__The problem__: With no omissions, write out every record given below.

[Source data]
------------
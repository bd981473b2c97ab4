use std::collections::HashMap;
use std::sync::{Arc, RwLock};

use async_trait::async_trait;
use serde::Deserialize;

use staffgate_core::StoreError;

use crate::{StaffRecord, StaffRole};

/// Source of staff records, queried by email within one category.
#[async_trait]
pub trait CredentialStore: Send + Sync {
    async fn find_by_email(
        &self,
        role: StaffRole,
        email: &str,
    ) -> Result<Option<StaffRecord>, StoreError>;
}

#[async_trait]
impl<S> CredentialStore for Arc<S>
where
    S: CredentialStore + ?Sized,
{
    async fn find_by_email(
        &self,
        role: StaffRole,
        email: &str,
    ) -> Result<Option<StaffRecord>, StoreError> {
        (**self).find_by_email(role, email).await
    }
}

/// Seed document for [`InMemoryStaffDirectory`].
#[derive(Debug, Clone, Default, Deserialize)]
pub struct StaffSeed {
    #[serde(default)]
    pub teaching: Vec<StaffRecord>,
    #[serde(default)]
    pub nonteaching: Vec<StaffRecord>,
}

/// In-memory staff directory for tests/dev.
#[derive(Debug, Default)]
pub struct InMemoryStaffDirectory {
    inner: RwLock<HashMap<(StaffRole, String), StaffRecord>>,
}

impl InMemoryStaffDirectory {
    pub fn new() -> Self {
        Self::default()
    }

    pub fn from_seed(seed: StaffSeed) -> Self {
        let teaching = seed.teaching.into_iter().map(|r| (StaffRole::Teaching, r));
        let nonteaching = seed.nonteaching.into_iter().map(|r| (StaffRole::NonTeaching, r));
        let map = teaching
            .chain(nonteaching)
            .map(|(role, r)| ((role, r.off_email.clone()), r))
            .collect();
        Self {
            inner: RwLock::new(map),
        }
    }

    /// Insert or replace; emails are unique within a category.
    pub fn insert(&self, role: StaffRole, record: StaffRecord) -> Result<(), StoreError> {
        let mut map = self.inner.write().map_err(|_| Self::poisoned())?;
        map.insert((role, record.off_email.clone()), record);
        Ok(())
    }

    fn poisoned() -> StoreError {
        StoreError::new("staff directory lock poisoned")
    }

    pub fn len(&self) -> usize {
        self.inner.read().map(|m| m.len()).unwrap_or(0)
    }

    pub fn is_empty(&self) -> bool {
        self.len() == 0
    }
}

#[async_trait]
impl CredentialStore for InMemoryStaffDirectory {
    async fn find_by_email(
        &self,
        role: StaffRole,
        email: &str,
    ) -> Result<Option<StaffRecord>, StoreError> {
        let map = self
            .inner
            .read()
            .map_err(|_| Self::poisoned())?;
        Ok(map.get(&(role, email.to_string())).cloned())
    }
}

#[cfg(test)]
mod tests {
    use super::*;

    #[tokio::test]
    async fn categories_are_disjoint() {
        let dir = InMemoryStaffDirectory::new();
        dir.insert(StaffRole::Teaching, StaffRecord::new("t@x.edu", "secret"))
            .unwrap();

        assert!(dir
            .find_by_email(StaffRole::Teaching, "t@x.edu")
            .await
            .unwrap()
            .is_some());
        assert!(dir
            .find_by_email(StaffRole::NonTeaching, "t@x.edu")
            .await
            .unwrap()
            .is_none());
    }

    #[test]
    fn seed_loads_both_categories() {
        let seed: StaffSeed = serde_json::from_str(
            r#"{
                "teaching": [{"off_email":"t@x.edu","password":"a","emp_id":"TCH00123"}],
                "nonteaching": [{"off_email":"n@x.edu","password":"b","id":7}]
            }"#,
        )
        .unwrap();
        let dir = InMemoryStaffDirectory::from_seed(seed);
        assert_eq!(dir.len(), 2);
    }

    #[test]
    fn insert_reports_poisoned_lock() {
        let dir = Arc::new(InMemoryStaffDirectory::new());
        let held = Arc::clone(&dir);
        let _ = std::thread::spawn(move || {
            let _guard = held.inner.write().unwrap();
            panic!("writer died holding the lock");
        })
        .join();

        let err = dir
            .insert(StaffRole::Teaching, StaffRecord::new("t@x.edu", "secret"))
            .unwrap_err();
        assert_eq!(err, StoreError::new("staff directory lock poisoned"));
    }
}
------------
__Your solution__:
repository bd981473b2c97ab4
use std::collections::HashMap;
use std::sync::{Arc, RwLock};

use async_trait::async_trait;
use serde::Deserialize;

use staffgate_core::StoreError;

use crate::{StaffRecord, StaffRole};

/// Source of staff records, queried by email within one category.
#[async_trait]
pub trait CredentialStore: Send + Sync {
    async fn find_by_email(
        &self,
        role: StaffRole,
        email: &str,
    ) -> Result<Option<StaffRecord>, StoreError>;
}

#[async_trait]
impl<S> CredentialStore for Arc<S>
where
    S: CredentialStore + ?Sized,
{
    async fn find_by_email(
        &self,
        role: StaffRole,
        email: &str,
    ) -> Result<Option<StaffRecord>, StoreError> {
        (**self).find_by_email(role, email).await
    }
}

/// Seed document for [`InMemoryStaffDirectory`].
#[derive(Debug, Clone, Default, Deserialize)]
pub struct StaffSeed {
    #[serde(default)]
    pub teaching: Vec<StaffRecord>,
    #[serde(default)]
    pub nonteaching: Vec<StaffRecord>,
}

/// In-memory staff directory for tests/dev.
#[derive(Debug, Default)]
pub struct InMemoryStaffDirectory {
    inner: RwLock<HashMap<(StaffRole, String), StaffRecord>>,
}

impl InMemoryStaffDirectory {
    pub fn new() -> Self {
        Self::default()
    }

    pub fn from_seed(seed: StaffSeed) -> Self {
        let teaching = seed.teaching.into_iter().map(|r| (StaffRole::Teaching, r));
        let nonteaching = seed.nonteaching.into_iter().map(|r| (StaffRole::NonTeaching, r));
        let map = teaching
            .chain(nonteaching)
            .map(|(role, r)| ((role, r.off_email.clone()), r))
            .collect();
        Self {
            inner: RwLock::new(map),
        }
    }

    /// Insert or replace; emails are unique within a category.
    pub fn insert(&self, role: StaffRole, record: StaffRecord) -> Result<(), StoreError> {
        let mut map = self.inner.write().map_err(|_| Self::poisoned())?;
        map.insert((role, record.off_email.clone()), record);
        Ok(())
    }

    fn poisoned() -> StoreError {
        StoreError::new("staff directory lock poisoned")
    }

    pub fn len(&self) -> usize {
        self.inner.read().map(|m| m.len()).unwrap_or(0)
    }

    pub fn is_empty(&self) -> bool {
        self.len() == 0
    }
}

#[async_trait]
impl CredentialStore for InMemoryStaffDirectory {
    async fn find_by_email(
        &self,
        role: StaffRole,
        email: &str,
    ) -> Result<Option<StaffRecord>, StoreError> {
        let map = self
            .inner
            .read()
            .map_err(|_| Self::poisoned())?;
        Ok(map.get(&(role, email.to_string())).cloned())
    }
}

#[cfg(test)]
mod tests {
    use super::*;

    #[tokio::test]
    async fn categories_are_disjoint() {
        let dir = InMemoryStaffDirectory::new();
        dir.insert(StaffRole::Teaching, StaffRecord::new("t@x.edu", "secret"))
            .unwrap();

        assert!(dir
            .find_by_email(StaffRole::Teaching, "t@x.edu")
            .await
            .unwrap()
            .is_some());
        assert!(dir
            .find_by_email(StaffRole::NonTeaching, "t@x.edu")
            .await
            .unwrap()
            .is_none());
    }

    #[test]
    fn seed_loads_both_categories() {
        let seed: StaffSeed = serde_json::from_str(
            r#"{
                "teaching": [{"off_email":"t@x.edu","password":"a","emp_id":"TCH00123"}],
                "nonteaching": [{"off_email":"n@x.edu","password":"b","id":7}]
            }"#,
        )
        .unwrap();
        let dir = InMemoryStaffDirectory::from_seed(seed);
        assert_eq!(dir.len(), 2);
    }

    #[test]
    fn insert_reports_poisoned_lock() {
        let dir = Arc::new(InMemoryStaffDirectory::new());
        let held = Arc::clone(&dir);
        let _ = std::thread::spawn(move || {
            let _guard = held.inner.write().unwrap();
            panic!("writer died holding the lock");
        })
        .join();

        let err = dir
            .insert(StaffRole::Teaching, StaffRecord::new("t@x.edu", "secret"))
            .unwrap_err();
        assert_eq!(err, StoreError::new("staff directory lock poisoned"));
    }
}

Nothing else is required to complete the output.